Back in 2015, Nintendo’s Wii U game Splatoon fired a colorful shot across the bow at typical shooters. “We don’t need no messy gore,” it seemed to say. And, in fact, the game became something of a go-to title for those who liked their running and gunning without all the compulsory kill shots and bilious bloodletting that genre is infamously known for. It was a trigger-puller that actually painted the scenery with, well, paint.

The game’s sequel, Splatoon 2, advances its nonviolent sploshing legacy—this time on Nintendo’s new Switch system. It offers a new single-player campaign, additional team-based challenges, more ink-spewing weaponry as well as even more eye-popping, high-def graphics. And all of that has, not surprisingly, made this title one of the summer’s top-selling family games.

Now, just in case you missed the first Splatoon for lack of a Wii U—or perhaps because you thought it appeared a bit too kiddie-focused—let’s revisit this fun franchise and explore what the latest iteration has in its rainbow-hued tank.

Color Me … Squid?

The game’s action once again takes place in Inkopolis, a futuristic city filled with inkling occupants. These hybrid squid-kid teens slouch around in summer-cool tees, ball caps, shorts and sneakers—when they’re not transforming back into their basic cephalopod form and skimming around in pools of colored ink that is. Those dips in the ink pool refresh your favorite inkling and allow him or her to move around quickly and fill up whatever ink-splashing tool they might have in tow. Why is that important? Well, because coating everything with your particular hue of ink is how things get done in this world.
Splatoon 2‘s single-player campaign splashes along in whimsical platforming direction. That said, there is a narrative here. Two years after the last game’s tale concluded, its cartoonish baddies—known as Octarians—have once again snatched the Great Zapfish, which powers the city. And this time, a famed Internet idol named Callie has gone missing, too. So it’s up to your inkling hero to slip into the color-spurting role of a Squidbeak Splatoon Agent and figure out how to rescue Callie and the Zapfish.

Through 32 missions, you learn the tricks of the Splatoon Agent trade. The game teaches you how to maneuver quickly, leap from platform to platform, grind on ink rails and use ink squirts and splashes to overcome environmental obstacles as well as blasting robot and critter foes.

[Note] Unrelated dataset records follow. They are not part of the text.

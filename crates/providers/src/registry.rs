//! Provider registry.
//!
//! An explicitly constructed map from provider id to adapter instance. The
//! HTTP boundary builds one at startup and passes it around; tests build
//! their own with substitute adapters.

use crate::ollama::OllamaProvider;
use crate::openai_compat::OpenAiCompatProvider;
use crate::passthrough::PassthroughProvider;
use crate::profile::ProviderInfo;
use crate::traits::ChatProvider;
use cm_domain::chat::ChatRequest;
use cm_domain::config::{HttpConfig, ProviderConfig};
use cm_domain::error::{Error, Result};
use cm_domain::stream::ChatOutput;
use serde::Serialize;
use std::collections::HashMap;
use std::sync::Arc;

/// Model list of one provider.
#[derive(Debug, Clone, PartialEq, Eq, Serialize)]
pub struct ProviderModels {
    pub provider: String,
    pub models: Vec<String>,
}

// ━━━━━━━━━━━━━━━━━━━━━━━━━━━━━━━━━━━━━━━━━━━━━━━━━━━━━━━━━━━━━━━━━━
// ProviderRegistry
// ━━━━━━━━━━━━━━━━━━━━━━━━━━━━━━━━━━━━━━━━━━━━━━━━━━━━━━━━━━━━━━━━━━

/// Holds all adapter instances, in registration order.
#[derive(Default)]
pub struct ProviderRegistry {
    providers: HashMap<String, Arc<dyn ChatProvider>>,
    order: Vec<String>,
}

impl ProviderRegistry {
    /// An empty registry.
    pub fn new() -> Self {
        Self::default()
    }

    /// Registry with every built-in provider: `ollama`, `ollama-cloud`,
    /// `openai`, `lmstudio`, `chat-service`.
    pub fn builtin(http: &HttpConfig) -> Result<Self> {
        let mut registry = Self::new();
        registry.register(Arc::new(OllamaProvider::local(http)?));
        registry.register(Arc::new(OllamaProvider::cloud(http)?));
        registry.register(Arc::new(OpenAiCompatProvider::openai(http)?));
        registry.register(Arc::new(OpenAiCompatProvider::lmstudio(http)?));
        registry.register(Arc::new(PassthroughProvider::chat_service(http)?));
        Ok(registry)
    }

    /// Add a provider. An existing provider with the same id is replaced in
    /// place.
    pub fn register(&mut self, provider: Arc<dyn ChatProvider>) {
        let id = provider.provider_id().to_string();
        if self.providers.insert(id.clone(), provider).is_none() {
            self.order.push(id.clone());
        }
        tracing::info!(provider_id = %id, "registered chat provider");
    }

    /// Look up a provider by id.
    pub fn get(&self, provider_id: &str) -> Result<Arc<dyn ChatProvider>> {
        self.providers
            .get(provider_id)
            .cloned()
            .ok_or_else(|| Error::ProviderNotFound(provider_id.to_string()))
    }

    /// Metadata for every provider, in registration order.
    pub fn catalog(&self) -> Vec<ProviderInfo> {
        self.order
            .iter()
            .filter_map(|id| self.providers.get(id))
            .map(|p| p.info())
            .collect()
    }

    /// Resolve a provider and fetch its model list.
    pub async fn list_models(&self, provider_id: &str, cfg: &ProviderConfig) -> Result<ProviderModels> {
        let provider = self.get(provider_id)?;
        let models = provider.list_models(cfg).await;
        Ok(ProviderModels {
            provider: provider_id.to_string(),
            models,
        })
    }

    /// Route a request: `continue_chat` when it carries a non-empty
    /// `chat_id`, `create_chat` otherwise.
    pub async fn send(
        &self,
        provider_id: &str,
        req: &ChatRequest,
        cfg: &ProviderConfig,
    ) -> Result<ChatOutput> {
        let provider = self.get(provider_id)?;
        if req.continuation_id().is_some() {
            provider.continue_chat(req, cfg).await
        } else {
            provider.create_chat(req, cfg).await
        }
    }

    /// Registered ids, in registration order.
    pub fn ids(&self) -> &[String] {
        &self.order
    }

    /// Number of registered providers.
    pub fn len(&self) -> usize {
        self.providers.len()
    }

    /// Whether the registry is empty.
    pub fn is_empty(&self) -> bool {
        self.providers.is_empty()
    }
}

// ━━━━━━━━━━━━━━━━━━━━━━━━━━━━━━━━━━━━━━━━━━━━━━━━━━━━━━━━━━━━━━━━━━
// Tests
// ━━━━━━━━━━━━━━━━━━━━━━━━━━━━━━━━━━━━━━━━━━━━━━━━━━━━━━━━━━━━━━━━━━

This time around, players can also practice with each of the game’s many weapon types in single-player mode. That arsenal includes long- and short-range ink splattering implements. The enormous ink roller and the fast-and-furious Octobrush, for instance, can both color large swaths of scenery in a hurry. The new Slosher hurls a bucket of ink out to impressive, splash-in-your-face distances. The new Dualies let you quickly dodge-roll around while strafing everything with rapid-fire salvos. And the list of inky splattershot guns, inkzookas and gushing missiles stretches on from there.

Arm in arm with that expanded arsenal of ink-spurting armament is an augmented collection of outfits and gear that gamers can earn and equip, too. These stylish bits of clothing and footwear bequeath bonuses in combat, along with about 20 random, secondary abilities players unlock after wearing the outfits long enough. These special abilities range from ink recovery boosts to enemy tracking perks, among other things.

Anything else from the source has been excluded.